Quick to anger

We experienced first hand how to singlehandedly ruin your day just because you somehow felt disadvantaged or inconvenienced. The immediate need to react and lash out without thinking overcomes us all so quickly we don’t even realise we’re doing it. We are all so quick to anger, quick to judge and quick to be so emotionally charged that we lose ourselves completely to the most negative of emotions. And that’s pretty sad.

Let me share a story…

We were at a small day spa and wanted to book for a massage a few hours in advance. The lady didn’t speak much English but we ‘agreed’ on a 6:00 PM appointment.

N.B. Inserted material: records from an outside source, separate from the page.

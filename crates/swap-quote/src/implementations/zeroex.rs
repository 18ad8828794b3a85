//! 0x Swap API client.
//!
//! Talks to the permit2 flavour of the 0x API:
//! - `GET /swap/v1/sources` lists liquidity sources
//! - `GET /swap/permit2/price` returns an indicative price
//! - `GET /swap/permit2/quote` returns a firm quote with permit payload
//!
//! Every request carries the API key and version headers. There is no retry
//! policy; a failed call fails the run.

use crate::{AggregatorInterface, QuoteError};
use async_trait::async_trait;
use reqwest::header::{HeaderMap, HeaderValue, CONTENT_TYPE};
use serde::de::DeserializeOwned;
use std::time::Duration;
use swap_config::AggregatorConfig;
use swap_types::{PriceResult, Quote, SecretString, SourcesResponse, TradeRequest};

const SOURCES_PATH: &str = "/swap/v1/sources";
const PRICE_PATH: &str = "/swap/permit2/price";
const QUOTE_PATH: &str = "/swap/permit2/quote";

/// HTTP client for the 0x aggregator.
pub struct ZeroExAggregator {
	client: reqwest::Client,
	base_url: String,
}

impl ZeroExAggregator {
	/// Creates a client with the authentication headers preset.
	pub fn new(
		base_url: &str,
		api_key: &SecretString,
		api_version: &str,
		timeout: Duration,
	) -> Result<Self, QuoteError> {
		let mut headers = HeaderMap::new();
		headers.insert(CONTENT_TYPE, HeaderValue::from_static("application/json"));

		let mut key = api_key
			.with_exposed(HeaderValue::from_str)
			.map_err(|_| QuoteError::Configuration("API key is not a valid header value".into()))?;
		key.set_sensitive(true);
		headers.insert("0x-api-key", key);

		let version = HeaderValue::from_str(api_version).map_err(|_| {
			QuoteError::Configuration(format!("Invalid API version '{}'", api_version))
		})?;
		headers.insert("0x-version", version);

		let client = reqwest::Client::builder()
			.default_headers(headers)
			.timeout(timeout)
			.build()
			.map_err(|e| QuoteError::Configuration(format!("Failed to build HTTP client: {}", e)))?;

		Ok(Self {
			client,
			base_url: base_url.trim_end_matches('/').to_string(),
		})
	}

	/// Creates a client from the `[aggregator]` configuration section.
	pub fn from_config(config: &AggregatorConfig) -> Result<Self, QuoteError> {
		Self::new(
			&config.base_url,
			&config.api_key,
			&config.api_version,
			Duration::from_secs(config.timeout_seconds),
		)
	}

	async fn get<T: DeserializeOwned>(
		&self,
		path: &str,
		query: &[(&'static str, String)],
	) -> Result<T, QuoteError> {
		let url = format!("{}{}", self.base_url, path);
		tracing::debug!(%url, "Aggregator request");

		let response = self
			.client
			.get(&url)
			.query(query)
			.send()
			.await
			.map_err(|e| QuoteError::Unavailable {
				status: e.status().map(|s| s.as_u16()),
				message: e.to_string(),
			})?;

		let status = response.status();
		let body = response.text().await.map_err(|e| QuoteError::Unavailable {
			status: Some(status.as_u16()),
			message: format!("Failed to read response body: {}", e),
		})?;

		if !status.is_success() {
			return Err(QuoteError::Unavailable {
				status: Some(status.as_u16()),
				message: body,
			});
		}

		serde_json::from_str(&body).map_err(|e| QuoteError::InvalidResponse(e.to_string()))
	}
}

#[async_trait]
impl AggregatorInterface for ZeroExAggregator {
	async fn sources(&self, chain_id: u64) -> Result<Vec<String>, QuoteError> {
		let response: SourcesResponse = self
			.get(SOURCES_PATH, &[("chainId", chain_id.to_string())])
			.await?;
		Ok(response
			.sources
			.iter()
			.map(|source| source.name().to_string())
			.collect())
	}

	async fn price(&self, request: &TradeRequest) -> Result<PriceResult, QuoteError> {
		self.get(PRICE_PATH, &request.query_pairs()).await
	}

	async fn quote(&self, request: &TradeRequest) -> Result<Quote, QuoteError> {
		self.get(QUOTE_PATH, &request.query_pairs()).await
	}
}
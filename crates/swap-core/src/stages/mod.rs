//! Pipeline stages, in execution order.

pub mod allowance;
pub mod permit;
pub mod submit;
//! Aggregator response types for the permit2 price and quote endpoints.
//!
//! Every section the aggregator may omit is an `Option`. Absence is meaningful:
//! - no `issues.allowance` means the spender allowance is already sufficient;
//! - no `permit2.eip712` means the signature path does not apply;
//! - no `transaction.data` means there is nothing to submit.
//!
//! Fields that fail to parse are treated the same as missing ones, field by
//! field, so one malformed value never hides its siblings.

use alloy_dyn_abi::TypedData;
use alloy_primitives::{Address, Bytes, U256};
use serde::Deserialize;

use crate::utils::serde_helpers::{flex_bps, flex_u256, lenient, lenient_or_default, lenient_seq};

/// Binding quote returned by `/swap/permit2/quote`.
#[derive(Debug, Clone, Default, Deserialize)]
#[serde(rename_all = "camelCase")]
pub struct Quote {
	#[serde(default, deserialize_with = "lenient")]
	pub liquidity_available: Option<bool>,
	#[serde(default, deserialize_with = "flex_u256")]
	pub buy_amount: Option<U256>,
	#[serde(default, deserialize_with = "flex_u256")]
	pub sell_amount: Option<U256>,
	#[serde(default, deserialize_with = "flex_u256")]
	pub min_buy_amount: Option<U256>,
	#[serde(default, deserialize_with = "lenient")]
	pub issues: Option<Issues>,
	#[serde(default, deserialize_with = "lenient")]
	pub permit2: Option<Permit2Payload>,
	#[serde(default, deserialize_with = "lenient")]
	pub transaction: Option<QuoteTransaction>,
	#[serde(default, deserialize_with = "lenient")]
	pub route: Option<Route>,
	#[serde(default, deserialize_with = "lenient")]
	pub token_metadata: Option<TokenMetadata>,
	#[serde(default, deserialize_with = "flex_bps")]
	pub affiliate_fee_bps: Option<u32>,
	#[serde(default, deserialize_with = "flex_u256")]
	pub trade_surplus: Option<U256>,
}

impl Quote {
	/// The allowance the aggregator asks for, if any.
	pub fn allowance_issue(&self) -> Option<&AllowanceIssue> {
		self.issues.as_ref().and_then(|i| i.allowance.as_ref())
	}

	/// The typed-data consent message, present only on the permit path.
	pub fn permit_eip712(&self) -> Option<&TypedData> {
		self.permit2.as_ref().and_then(|p| p.eip712.as_ref())
	}

	/// The prepared call data, if the aggregator built a transaction.
	pub fn call_data(&self) -> Option<&Bytes> {
		self.transaction.as_ref().and_then(|t| t.data.as_ref())
	}

	/// Liquidity source breakdown in route order.
	pub fn fills(&self) -> &[Fill] {
		self.route.as_ref().map(|r| r.fills.as_slice()).unwrap_or(&[])
	}

	/// Tax metadata for the buy token.
	pub fn buy_token_taxes(&self) -> Option<&TokenTaxes> {
		self.token_metadata.as_ref().and_then(|m| m.buy_token.as_ref())
	}
}

/// Advisory result of `/swap/permit2/price`.
///
/// Shares the quote's shape but carries neither a permit payload nor a
/// transaction; it is never used as execution parameters.
#[derive(Debug, Clone, Default, Deserialize)]
#[serde(rename_all = "camelCase")]
pub struct PriceResult {
	#[serde(default, deserialize_with = "lenient")]
	pub liquidity_available: Option<bool>,
	#[serde(default, deserialize_with = "flex_u256")]
	pub buy_amount: Option<U256>,
	#[serde(default, deserialize_with = "flex_u256")]
	pub sell_amount: Option<U256>,
	#[serde(default, deserialize_with = "flex_u256")]
	pub min_buy_amount: Option<U256>,
	#[serde(default, deserialize_with = "lenient")]
	pub issues: Option<Issues>,
	#[serde(default, deserialize_with = "lenient")]
	pub route: Option<Route>,
	#[serde(default, deserialize_with = "lenient")]
	pub token_metadata: Option<TokenMetadata>,
}

impl PriceResult {
	pub fn allowance_issue(&self) -> Option<&AllowanceIssue> {
		self.issues.as_ref().and_then(|i| i.allowance.as_ref())
	}

	pub fn balance_issue(&self) -> Option<&BalanceIssue> {
		self.issues.as_ref().and_then(|i| i.balance.as_ref())
	}
}

/// Problems the aggregator detected for this taker.
#[derive(Debug, Clone, Default, Deserialize)]
#[serde(rename_all = "camelCase")]
pub struct Issues {
	#[serde(default, deserialize_with = "lenient")]
	pub allowance: Option<AllowanceIssue>,
	#[serde(default, deserialize_with = "lenient")]
	pub balance: Option<BalanceIssue>,
	#[serde(default, deserialize_with = "lenient_or_default")]
	pub simulation_incomplete: bool,
	#[serde(default, deserialize_with = "lenient_seq")]
	pub invalid_sources_passed: Vec<String>,
}

/// Spender that needs an ERC-20 allowance before the trade can settle.
#[derive(Debug, Clone, PartialEq, Eq, Deserialize)]
#[serde(rename_all = "camelCase")]
pub struct AllowanceIssue {
	/// Allowance currently granted to the spender.
	#[serde(default, deserialize_with = "flex_u256")]
	pub actual: Option<U256>,
	pub spender: Address,
}

/// Taker balance shortfall on the sell token.
#[derive(Debug, Clone, PartialEq, Eq, Deserialize)]
#[serde(rename_all = "camelCase")]
pub struct BalanceIssue {
	pub token: Address,
	#[serde(default, deserialize_with = "flex_u256")]
	pub actual: Option<U256>,
	#[serde(default, deserialize_with = "flex_u256")]
	pub expected: Option<U256>,
}

/// Permit2 section of a quote.
#[derive(Debug, Clone, Deserialize)]
#[serde(rename_all = "camelCase")]
pub struct Permit2Payload {
	#[serde(default, deserialize_with = "lenient")]
	pub eip712: Option<TypedData>,
}

/// Transaction prepared by the aggregator, without signature or nonce.
#[derive(Debug, Clone, Default, Deserialize)]
#[serde(rename_all = "camelCase")]
pub struct QuoteTransaction {
	#[serde(default, deserialize_with = "lenient")]
	pub to: Option<Address>,
	#[serde(default, deserialize_with = "lenient")]
	pub data: Option<Bytes>,
	#[serde(default, deserialize_with = "flex_u256")]
	pub gas: Option<U256>,
	#[serde(default, deserialize_with = "flex_u256")]
	pub gas_price: Option<U256>,
	#[serde(default, deserialize_with = "flex_u256")]
	pub value: Option<U256>,
}

#[derive(Debug, Clone, Default, Deserialize)]
#[serde(rename_all = "camelCase")]
pub struct Route {
	#[serde(default, deserialize_with = "lenient_seq")]
	pub fills: Vec<Fill>,
}

/// Share of the trade routed through one liquidity source.
#[derive(Debug, Clone, PartialEq, Eq, Deserialize)]
#[serde(rename_all = "camelCase")]
pub struct Fill {
	#[serde(default, deserialize_with = "lenient")]
	pub from: Option<Address>,
	#[serde(default, deserialize_with = "lenient")]
	pub to: Option<Address>,
	pub source: String,
	#[serde(default, deserialize_with = "flex_bps")]
	pub proportion_bps: Option<u32>,
}

#[derive(Debug, Clone, Default, Deserialize)]
#[serde(rename_all = "camelCase")]
pub struct TokenMetadata {
	#[serde(default, deserialize_with = "lenient")]
	pub buy_token: Option<TokenTaxes>,
	#[serde(default, deserialize_with = "lenient")]
	pub sell_token: Option<TokenTaxes>,
}

/// Transfer taxes of a token, in basis points.
#[derive(Debug, Clone, Default, PartialEq, Eq, Deserialize)]
#[serde(rename_all = "camelCase")]
pub struct TokenTaxes {
	#[serde(default, deserialize_with = "flex_bps")]
	pub buy_tax_bps: Option<u32>,
	#[serde(default, deserialize_with = "flex_bps")]
	pub sell_tax_bps: Option<u32>,
}

/// Body of the liquidity sources endpoint.
#[derive(Debug, Clone, Default, Deserialize)]
pub struct SourcesResponse {
	#[serde(default, deserialize_with = "lenient_seq")]
	pub sources: Vec<SourceEntry>,
}

/// A source entry, either `{"name": ...}` or a bare string.
#[derive(Debug, Clone, PartialEq, Eq, Deserialize)]
#[serde(untagged)]
pub enum SourceEntry {
	Named { name: String },
	Plain(String),
}

impl SourceEntry {
	pub fn name(&self) -> &str {
		match self {
			SourceEntry::Named { name } => name,
			SourceEntry::Plain(name) => name,
		}
	}
}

We came back 10 minutes before 6, and noticed a few people across the road looking at us, somewhat perplexed, as we walked in.

A couple walked in, I heard the lady say something like, “they’re now waiting for their turn” looking at our direction. The masseuse at the counter looked confused and bothered. She called in another masseuse as they try to work things out. We still have no idea what’s going on until another two ladies walked in and said that they had overbooked and they are also waiting for their turn and have been waiting across the road, where the couple were also sitting and waiting.

The two ladies were telling both masseuse that they want their massage done now as their friend was already inside, while the couple were so annoyed that the man huffed and puffed walking out of the spa clearly displeased and agitated. The look on his face said it all.

Meanwhile, the masseuse were struggling to find a solution to their dilemma let alone trying to explain everything in English to the two ladies who weren’t the most understanding.

We got up. Told the two ladies it’s fine that they have their massage. We told the masseuse that we can come back another time and that it was not a problem at all. We assured them it’s all fine, smiled at them, thanked them and waved goodbye.

The two ladies thanked us and so did the two masseuse, I think they were relieved more than anything.

How many times have we reacted the way that the couple and the ladies have? Numerous times.

By being comfortable in the background, understanding the situation without being biased by your emotions, it felt a LOT better to be the one who was kind, who was patient, who was willing to make a sacrifice with no strings attached.

We made a promise to be that person every single day. We made a promise to each other that we will always think before we act.

We decided to post this story as a follow up to our previous post “What’s your problem?” and to somehow trigger reflection and thought. It was such a powerful and enlightening experience to be that kind of person. Not every situation requires your reaction. There are other bigger and better things that you could be using your energy towards. Things that bring you and others joy and happiness.